Эльхайим отрицательно покачал головой.
— Нет, не пойдем. Но это означает, что я точно знаю, кто это сделал, и знаю, где этот кто-то обычно устраивает свой лагерь.
Бог науки может быть весьма недобрым владыкой.
Агамемнон чувствовал, что обращение этого нового кандидата в кимеки продвигается вполне успешно. Вместе с Юноной и Данте он разработал сложную схему взлома сознания и устоявшихся убеждений Квентина Батлера, а затем построения этой системы заново, в русле, нужном титанам.
Это был тяжелый вызов и трудная задача, но генерал находил это дело стоящим и интригующим.
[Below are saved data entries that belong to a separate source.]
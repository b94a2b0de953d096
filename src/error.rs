//! Error types and handling infrastructure for hotbind.
//!
//! The dispatch core never fails at runtime: unbound, half-bound or unmatched input simply
//! degrades to "this action stays unbound". Errors are reserved for the edges of the system:
//!
//! - **Construction**: an action set that violates its invariants (duplicate ids, inverted ranges)
//! - **Event sources**: terminal or gamepad backends that fail to initialise or read
//! - **Configuration**: loading or saving settings and persisted bindings

use thiserror::Error;

/// The main error type for hotbind operations.
#[derive(Error, Debug)]
pub enum HotbindError {
    /// Two actions in one set share an id
    #[error("Duplicate action id: {id}")]
    DuplicateActionId { id: String },

    /// A range action whose lower bound exceeds its upper bound
    #[error("Invalid range for action {id}: min {min} is greater than max {max}")]
    InvalidRange { id: String, min: f64, max: f64 },

    /// A step size or range bound that is NaN or infinite
    #[error("Invalid number for action {id}: {message}")]
    InvalidNumber { id: String, message: String },

    /// Terminal / OS level I/O failures while reading input or drawing
    #[error("I/O operation failed: {message}")]
    Io {
        message: String,
        #[source]
        source: std::io::Error,
    },

    /// Gamepad backend could not be initialised or polled
    #[error("Gamepad error: {message}")]
    GamepadError { message: String },

    /// UI and terminal related errors
    #[error("UI operation failed: {message}")]
    UIError { message: String },

    /// Configuration related errors
    #[error("Configuration error: {message}")]
    ConfigError { message: String },
}

/// Standard Result type for hotbind operations.
pub type Result<T> = std::result::Result<T, HotbindError>;

impl HotbindError {
    /// Create an Io error with additional context
    pub fn io(message: impl Into<String>, source: std::io::Error) -> Self {
        Self::Io {
            message: message.into(),
            source,
        }
    }

    /// Create a GamepadError with a descriptive message
    pub fn gamepad(message: impl Into<String>) -> Self {
        Self::GamepadError {
            message: message.into(),
        }
    }

    /// Create a UIError with a descriptive message
    pub fn ui(message: impl Into<String>) -> Self {
        Self::UIError {
            message: message.into(),
        }
    }

    /// Create a ConfigError with a descriptive message
    pub fn config(message: impl Into<String>) -> Self {
        Self::ConfigError {
            message: message.into(),
        }
    }
}

impl From<std::io::Error> for HotbindError {
    fn from(err: std::io::Error) -> Self {
        match err.kind() {
            std::io::ErrorKind::NotFound => Self::Io {
                message: "File not found".to_string(),
                source: err,
            },
            std::io::ErrorKind::PermissionDenied => Self::Io {
                message: "Permission denied".to_string(),
                source: err,
            },
            _ => Self::Io {
                message: "IO operation failed".to_string(),
                source: err,
            },
        }
    }
}
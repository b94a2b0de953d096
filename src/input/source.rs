//! Event-source abstraction injected into the runtime.
//!
//! Each [`crate::app::Hotkeys`] instance is fed by whatever source its owner drives, so two
//! instances never observe each other's events and tests can script their own.

use crate::error::Result;
use crate::input::raw::RawInputEvent;
use crossbeam_channel::{unbounded, Receiver, RecvTimeoutError, Sender, TryRecvError};
use std::time::Duration;

/// Producer of raw physical events.
pub trait InputSource {
    /// Retrieve the next raw event, waiting up to `timeout` (`None` = do not wait).
    fn poll_event(&mut self, timeout: Option<Duration>) -> Result<Option<RawInputEvent>>;
}

/// Source fed through a channel: bridges producer threads and serves as a test fake.
#[derive(Debug)]
pub struct ChannelSource {
    rx: Receiver<RawInputEvent>,
    disconnected: bool,
}

impl ChannelSource {
    /// Create a source together with the sender producers push into.
    pub fn channel() -> (Sender<RawInputEvent>, Self) {
        let (tx, rx) = unbounded();
        (
            tx,
            Self {
                rx,
                disconnected: false,
            },
        )
    }

    /// True once every sender has been dropped and the queue is drained.
    pub fn is_disconnected(&self) -> bool {
        self.disconnected
    }
}

impl InputSource for ChannelSource {
    fn poll_event(&mut self, timeout: Option<Duration>) -> Result<Option<RawInputEvent>> {
        let disconnected = match timeout {
            None => match self.rx.try_recv() {
                Ok(event) => return Ok(Some(event)),
                Err(err) => err == TryRecvError::Disconnected,
            },
            Some(timeout) => match self.rx.recv_timeout(timeout) {
                Ok(event) => return Ok(Some(event)),
                Err(err) => err == RecvTimeoutError::Disconnected,
            },
        };
        self.disconnected |= disconnected;
        Ok(None)
    }
}

#[cfg(test)]
mod tests {
    use super::*;
    use std::time::Instant;

    #[test]
    fn delivers_events_in_order() {
        let (tx, mut source) = ChannelSource::channel();
        tx.send(RawInputEvent::button(0, 1, true)).unwrap();
        tx.send(RawInputEvent::button(0, 1, false)).unwrap();

        assert_eq!(
            source.poll_event(None).unwrap(),
            Some(RawInputEvent::button(0, 1, true))
        );
        assert_eq!(
            source.poll_event(None).unwrap(),
            Some(RawInputEvent::button(0, 1, false))
        );
        assert_eq!(source.poll_event(None).unwrap(), None);
        assert!(!source.is_disconnected());
    }

    #[test]
    fn times_out_when_idle() {
        let (_tx, mut source) = ChannelSource::channel();
        let started = Instant::now();
        assert_eq!(
            source.poll_event(Some(Duration::from_millis(5))).unwrap(),
            None
        );
        assert!(started.elapsed() >= Duration::from_millis(5));
    }

    #[test]
    fn reports_disconnect() {
        let (tx, mut source) = ChannelSource::channel();
        drop(tx);
        assert_eq!(source.poll_event(None).unwrap(), None);
        assert!(source.is_disconnected());
    }

    #[test]
    fn wakes_when_a_producer_sends() {
        let (tx, mut source) = ChannelSource::channel();
        let producer = std::thread::spawn(move || {
            std::thread::sleep(Duration::from_millis(20));
            tx.send(RawInputEvent::axis(0, 0, 0.5)).unwrap();
        });
        assert_eq!(
            source.poll_event(Some(Duration::from_secs(5))).unwrap(),
            Some(RawInputEvent::axis(0, 0, 0.5))
        );
        producer.join().unwrap();
    }
}
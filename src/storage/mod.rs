//! Pending coupon persistence.
//!
//! The coupon awaiting results lives in a single JSON file so that a
//! restart can resume verification. Writes go to a sibling `.tmp` file
//! which is then renamed over the target, so a crash mid-write leaves
//! either the previous file or the new one, never a truncated one.

use anyhow::{Context, Result};
use std::fs;
use std::path::{Path, PathBuf};
use tracing::{debug, info};

use crate::coupon::Coupon;

/// JSON file holding at most one pending coupon.
#[derive(Debug, Clone)]
pub struct CouponStore {
    path: PathBuf,
}

impl CouponStore {
    pub fn new(path: impl Into<PathBuf>) -> Self {
        Self { path: path.into() }
    }

    pub fn path(&self) -> &Path {
        &self.path
    }

    fn tmp_path(&self) -> PathBuf {
        let mut name = self.path.file_name().unwrap_or_default().to_os_string();
        name.push(".tmp");
        self.path.with_file_name(name)
    }

    /// Replace the stored coupon.
    pub fn save(&self, coupon: &Coupon) -> Result<()> {
        let json = serde_json::to_vec_pretty(coupon).context("Failed to serialise coupon")?;
        let tmp = self.tmp_path();

        fs::write(&tmp, &json)
            .with_context(|| format!("Failed to write coupon to {}", tmp.display()))?;
        fs::rename(&tmp, &self.path)
            .with_context(|| format!("Failed to move coupon into {}", self.path.display()))?;

        debug!(path = %self.path.display(), coupon_id = %coupon.id, legs = coupon.legs.len(), "Coupon saved");
        Ok(())
    }

    /// The stored coupon, or `None` when nothing is pending.
    pub fn load(&self) -> Result<Option<Coupon>> {
        let json = match fs::read(&self.path) {
            Ok(bytes) => bytes,
            Err(e) if e.kind() == std::io::ErrorKind::NotFound => {
                debug!(path = %self.path.display(), "No pending coupon on disk");
                return Ok(None);
            }
            Err(e) => {
                return Err(e).with_context(|| format!("Failed to read coupon from {}", self.path.display()))
            }
        };

        let coupon: Coupon = serde_json::from_slice(&json)
            .with_context(|| format!("Failed to parse coupon from {}", self.path.display()))?;

        info!(
            path = %self.path.display(),
            coupon_id = %coupon.id,
            legs = coupon.legs.len(),
            total_odds = %coupon.total_odds,
            "Pending coupon loaded from disk"
        );
        Ok(Some(coupon))
    }

    /// Remove the stored coupon. Missing files are fine.
    pub fn clear(&self) -> Result<()> {
        match fs::remove_file(&self.path) {
            Ok(()) => Ok(()),
            Err(e) if e.kind() == std::io::ErrorKind::NotFound => Ok(()),
            Err(e) => Err(e).with_context(|| format!("Failed to delete coupon file {}", self.path.display())),
        }
    }
}

// ---------------------------------------------------------------------------
// Tests
// ---------------------------------------------------------------------------
//! Rule priority list.
//!
//! Each rule targets one outcome of one market and fires when the listed
//! odds sit inside its range. The league category decides the order the
//! rules are tried in and nudges the confidence score.

use rust_decimal::prelude::*;
use rust_decimal_macros::dec;
use tracing::debug;

use super::markets::{odds_in_range, OddsRange};
use crate::types::{LeagueCategory, MarketKind, MarketSnapshot};

// ---------------------------------------------------------------------------
// Rule table
// ---------------------------------------------------------------------------

/// A single selection rule.
#[derive(Debug, Clone, Copy, PartialEq)]
pub struct Rule {
    pub name: &'static str,
    pub market: MarketKind,
    pub outcome: &'static str,
    pub range: OddsRange,
    /// Confidence (0–100) when the odds sit exactly mid-range.
    pub base_confidence: u8,
}

/// A rule that fired on a snapshot.
#[derive(Debug, Clone, PartialEq)]
pub struct Candidate {
    pub rule: &'static str,
    pub market: MarketKind,
    pub outcome: String,
    pub odds: Decimal,
    pub confidence: u8,
}

impl Candidate {
    /// Same format as `Prediction::label`.
    pub fn label(&self) -> String {
        format!("{} - {}", self.market, self.outcome)
    }
}

pub const BUILTIN_RULES: &[Rule] = &[
    Rule {
        name: "double_chance_home",
        market: MarketKind::DoubleChance,
        outcome: "1X",
        range: OddsRange::new(dec!(1.20), dec!(1.55)),
        base_confidence: 78,
    },
    Rule {
        name: "double_chance_away",
        market: MarketKind::DoubleChance,
        outcome: "X2",
        range: OddsRange::new(dec!(1.20), dec!(1.55)),
        base_confidence: 74,
    },
    Rule {
        name: "under_3_5",
        market: MarketKind::TotalGoals,
        outcome: "Under 3.5",
        range: OddsRange::new(dec!(1.25), dec!(1.60)),
        base_confidence: 72,
    },
    Rule {
        name: "over_2_5",
        market: MarketKind::TotalGoals,
        outcome: "Over 2.5",
        range: OddsRange::new(dec!(1.50), dec!(2.00)),
        base_confidence: 60,
    },
    Rule {
        name: "btts_yes",
        market: MarketKind::BothTeamsScore,
        outcome: "Yes",
        range: OddsRange::new(dec!(1.55), dec!(1.95)),
        base_confidence: 58,
    },
    Rule {
        name: "btts_no",
        market: MarketKind::BothTeamsScore,
        outcome: "No",
        range: OddsRange::new(dec!(1.55), dec!(1.95)),
        base_confidence: 56,
    },
    Rule {
        name: "home_win",
        market: MarketKind::MatchResult,
        outcome: "1",
        range: OddsRange::new(dec!(1.40), dec!(1.90)),
        base_confidence: 62,
    },
    Rule {
        name: "away_win",
        market: MarketKind::MatchResult,
        outcome: "2",
        range: OddsRange::new(dec!(1.40), dec!(1.90)),
        base_confidence: 55,
    },
    Rule {
        name: "home_handicap",
        market: MarketKind::Handicap,
        outcome: "1 (+1.5)",
        range: OddsRange::new(dec!(1.15), dec!(1.45)),
        base_confidence: 76,
    },
    Rule {
        name: "away_handicap",
        market: MarketKind::Handicap,
        outcome: "2 (+1.5)",
        range: OddsRange::new(dec!(1.15), dec!(1.45)),
        base_confidence: 73,
    },
];

/// Rule order per league category, by rule name.
fn order_for(category: LeagueCategory) -> &'static [&'static str] {
    match category {
        LeagueCategory::Elite => &[
            "double_chance_home", "under_3_5", "home_win", "btts_yes", "over_2_5",
            "double_chance_away", "home_handicap", "away_handicap", "btts_no", "away_win",
        ],
        LeagueCategory::Continental => &[
            "double_chance_home", "double_chance_away", "home_handicap", "away_handicap",
            "under_3_5", "home_win", "away_win", "btts_yes", "over_2_5", "btts_no",
        ],
        LeagueCategory::Attacking => &[
            "over_2_5", "btts_yes", "double_chance_home", "home_win", "home_handicap",
            "double_chance_away", "away_win", "away_handicap", "under_3_5", "btts_no",
        ],
        LeagueCategory::Tight => &[
            "under_3_5", "btts_no", "double_chance_home", "double_chance_away",
            "home_handicap", "away_handicap", "home_win", "away_win", "over_2_5", "btts_yes",
        ],
    }
}

/// Confidence adjustment for a rule in a league category.
fn category_bonus(category: LeagueCategory, rule: &Rule) -> i32 {
    let goals_for = matches!(rule.name, "over_2_5" | "btts_yes");
    let goals_against = matches!(rule.name, "under_3_5" | "btts_no");
    match category {
        LeagueCategory::Elite => 0,
        LeagueCategory::Continental => -4,
        LeagueCategory::Attacking if goals_for => 6,
        LeagueCategory::Attacking if goals_against => -6,
        LeagueCategory::Tight if goals_against => 6,
        LeagueCategory::Tight if goals_for => -6,
        LeagueCategory::Attacking | LeagueCategory::Tight => 0,
    }
}

/// Maximum confidence lost when the odds sit on a range boundary.
const EDGE_PENALTY: Decimal = dec!(15);

impl Rule {
    /// Fire this rule against a snapshot.
    pub fn evaluate(&self, snapshot: &MarketSnapshot, category: LeagueCategory) -> Option<Candidate> {
        let odds = odds_in_range(snapshot, self.market, self.outcome, self.range)?;
        Some(Candidate {
            rule: self.name,
            market: self.market,
            outcome: self.outcome.to_string(),
            odds,
            confidence: self.confidence(odds, category),
        })
    }

    /// Base confidence, plus category bonus, minus distance from mid-range.
    fn confidence(&self, odds: Decimal, category: LeagueCategory) -> u8 {
        let half_width = self.range.width() / dec!(2);
        let penalty = if half_width.is_zero() {
            Decimal::ZERO
        } else {
            ((odds - self.range.midpoint()).abs() / half_width) * EDGE_PENALTY
        };
        let penalty = penalty.round().to_i32().unwrap_or(0);
        let score = self.base_confidence as i32 + category_bonus(category, self) - penalty;
        score.clamp(0, 100) as u8
    }
}

// ---------------------------------------------------------------------------
// Rule book
// ---------------------------------------------------------------------------

/// An ordered set of rules.
#[derive(Debug, Clone)]
pub struct RuleBook {
    rules: Vec<Rule>,
}

impl Default for RuleBook {
    fn default() -> Self {
        Self::new(BUILTIN_RULES.to_vec())
    }
}

impl RuleBook {
    pub fn new(rules: Vec<Rule>) -> Self {
        Self { rules }
    }

    /// Rules in the priority order of a league category.
    ///
    /// Rules the category order does not name are appended in book order.
    pub fn ordered(&self, category: LeagueCategory) -> Vec<&Rule> {
        let order = order_for(category);
        let mut ranked: Vec<&Rule> = order
            .iter()
            .filter_map(|name| self.rules.iter().find(|r| r.name == *name))
            .collect();
        ranked.extend(self.rules.iter().filter(|r| !order.contains(&r.name)));
        ranked
    }

    /// Every rule that fires on `snapshot`, in priority order.
    pub fn candidates(&self, snapshot: &MarketSnapshot, category: LeagueCategory) -> Vec<Candidate> {
        let found: Vec<Candidate> = self
            .ordered(category)
            .into_iter()
            .filter_map(|rule| rule.evaluate(snapshot, category))
            .collect();
        debug!(
            category = %category,
            markets = snapshot.market_count(),
            candidates = found.len(),
            "Rules evaluated"
        );
        found
    }
}

// ---------------------------------------------------------------------------
// Tests
// ---------------------------------------------------------------------------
В последнее время Агамемнон стал с неудовольствием замечать, что становится непростительно вялым и инертным в своих притязаниях и амбициях — совсем как те выжившие из ума дураки в Старой Империи, которых свергли с престола он и его друг, провидец Тлалок. Хотя неокимеки вычистили под гребенку планеты Синхронизированного Мира, слава титанов превратилась в какое-то домашнее увеселение, больше пригодное для тихого деревенского досуга и приятного времяпрепровождения. Былая слава померкла, превратившись в тусклую игрушечную иллюзию. Вновь обращенные неокимеки были отобраны из подходящих пленников, обнаруженных на покинутых заброшенных планетах. Почти все они были добровольцами, зачарованными перспективой получения механического тела и долголетия, практически граничащего с бессмертием.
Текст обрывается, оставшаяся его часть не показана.